L’aveva colpita con 14 coltellate: ora (a sorpresa) la confessione

L’indagine Michael Patellaro, 25 anni, ha risposto nel carcere al pm Antonio Nalesso. Aveva ferito la compagna con cui viveva in via Bixio, a Como

A sorpresa, dopo mesi di silenzio e dopo l’iniziale interrogatorio in cui si era avvalso della facoltà di non rispondere, Michael Patellaro, 25 anni, accusato del tentato omicidio della ex compagna Erika Dessi con cui conviveva in una casa di via Bixio, ha deciso di parlare al pm che l’ha indagato.

L’interrogatorio si è tenuto mercoledì nel carcere di Monza, alla presenza del pm Antonio Nalesso, con l’indagato assistito dall’avvocato Livia Zanetti. Patellaro – secondo quanto è stato possibile ricostruire – avrebbe in sostanza ammesso le accuse che gli vengono contestate, specificando solo alcuni punti su precedenti episodi di maltrattamenti ma senza stravolgere l’impianto della pubblica accusa. Interrogatorio che è durato poco e che, verosimilmente, porterà ora alla richiesta di giudizio da parte della procura. Fase finale di un lavoro di ricostruzione – coordinato dalla squadra Mobile – che è ultimato e che già nelle scorse settimane aveva portato il pubblico ministero a notificare alla difesa l’avviso di conclusione delle indagini preliminari.

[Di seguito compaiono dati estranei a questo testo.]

use clap::Parser;
use dupindex::cli::Cli;
use dupindex::duplicates::GatherError;
use dupindex::error::ExitCode;
use dupindex::run_app;
use dupindex::store::DEFAULT_STORE_FILE_NAME;
use std::fs;
use tempfile::tempdir;

fn cli(args: &[&str]) -> Cli {
    let mut full = vec!["dupindex", "-q"];
    full.extend_from_slice(args);
    Cli::try_parse_from(full).unwrap()
}

#[test]
fn test_run_app_success_and_store_written() {
    let dir = tempdir().unwrap();
    fs::write(dir.path().join("a.txt"), b"same").unwrap();
    fs::write(dir.path().join("b.txt"), b"same").unwrap();
    let root = dir.path().to_str().unwrap();

    let code = run_app(cli(&["--show-duplicates", root])).unwrap();
    assert_eq!(code, ExitCode::Success);
    assert!(dir.path().join(DEFAULT_STORE_FILE_NAME).exists());
}

#[test]
fn test_run_app_no_store() {
    let dir = tempdir().unwrap();
    fs::write(dir.path().join("a.txt"), b"x").unwrap();
    let root = dir.path().to_str().unwrap();

    let code = run_app(cli(&["--no-store", "--output", "json", "--show-content", root])).unwrap();
    assert_eq!(code, ExitCode::Success);
    assert!(!dir.path().join(DEFAULT_STORE_FILE_NAME).exists());
}

#[test]
fn test_run_app_missing_directory() {
    let dir = tempdir().unwrap();
    let missing = dir.path().join("missing");

    let err = run_app(cli(&[missing.to_str().unwrap()])).unwrap_err();
    assert!(matches!(
        err.downcast_ref::<GatherError>(),
        Some(GatherError::PathNotFound(_))
    ));
}

#[test]
fn test_run_app_invalid_pattern() {
    let dir = tempdir().unwrap();
    let root = dir.path().to_str().unwrap();

    let err = run_app(cli(&[root, "a["])).unwrap_err();
    assert!(matches!(
        err.downcast_ref::<GatherError>(),
        Some(GatherError::Scan(_))
    ));
    assert!(format!("{err:#}").contains("a["));
}

#[test]
fn test_run_app_rejects_bad_config_file() {
    let dir = tempdir().unwrap();
    let config = dir.path().join("config.toml");
    fs::write(&config, "store_file_name = \"nested/store.gz\"\n").unwrap();
    let data = dir.path().join("data");
    fs::create_dir(&data).unwrap();

    let err = run_app(cli(&[
        "--config",
        config.to_str().unwrap(),
        data.to_str().unwrap(),
    ]))
    .unwrap_err();
    assert!(err.to_string().contains("Invalid configuration"));
}

#[test]
fn test_run_app_uses_configured_store_name() {
    let dir = tempdir().unwrap();
    let config = dir.path().join("config.toml");
    fs::write(&config, "store_file_name = \".idx.json.gz\"\nio_threads = 1\n").unwrap();
    let data = dir.path().join("data");
    fs::create_dir(&data).unwrap();
    fs::write(data.join("a.txt"), b"x").unwrap();

    run_app(cli(&[
        "--config",
        config.to_str().unwrap(),
        data.to_str().unwrap(),
    ]))
    .unwrap();
    assert!(data.join(".idx.json.gz").exists());
}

L’indagato nei mesi scorsi era anche stato riconosciuto capace di intendere e di volere nei momenti in cui infliggeva le 14 coltellate alla compagna aggredendola nel sonno.

Il fatto di sangue era avvenuto il 12 ottobre dello scorso anno in via Bixio. Il venticinquenne conviveva con la ragazza all’ultimo piano di una casa affacciata sulla città. Le accuse configurano l’ipotesi di tentato omicidio e di maltrattamenti in famiglia, lesioni, resistenza a pubblico ufficiale e di lesioni sempre ad un pubblico ufficiale quando, nella sera del fatto di sangue, fermato dagli agenti della squadra Mobile e delle volanti sul pianerottolo della casa e portato in Questura, reagì scagliandosi contro la polizia.

Anche il comportamento di Patellaro subito dopo l’aggressione non era stato lineare: era uscito di casa, andando a piedi fino alla stazione di Como San Giovanni come per voler fuggire per poi girare e tornare indietro chiamando i soccorsi.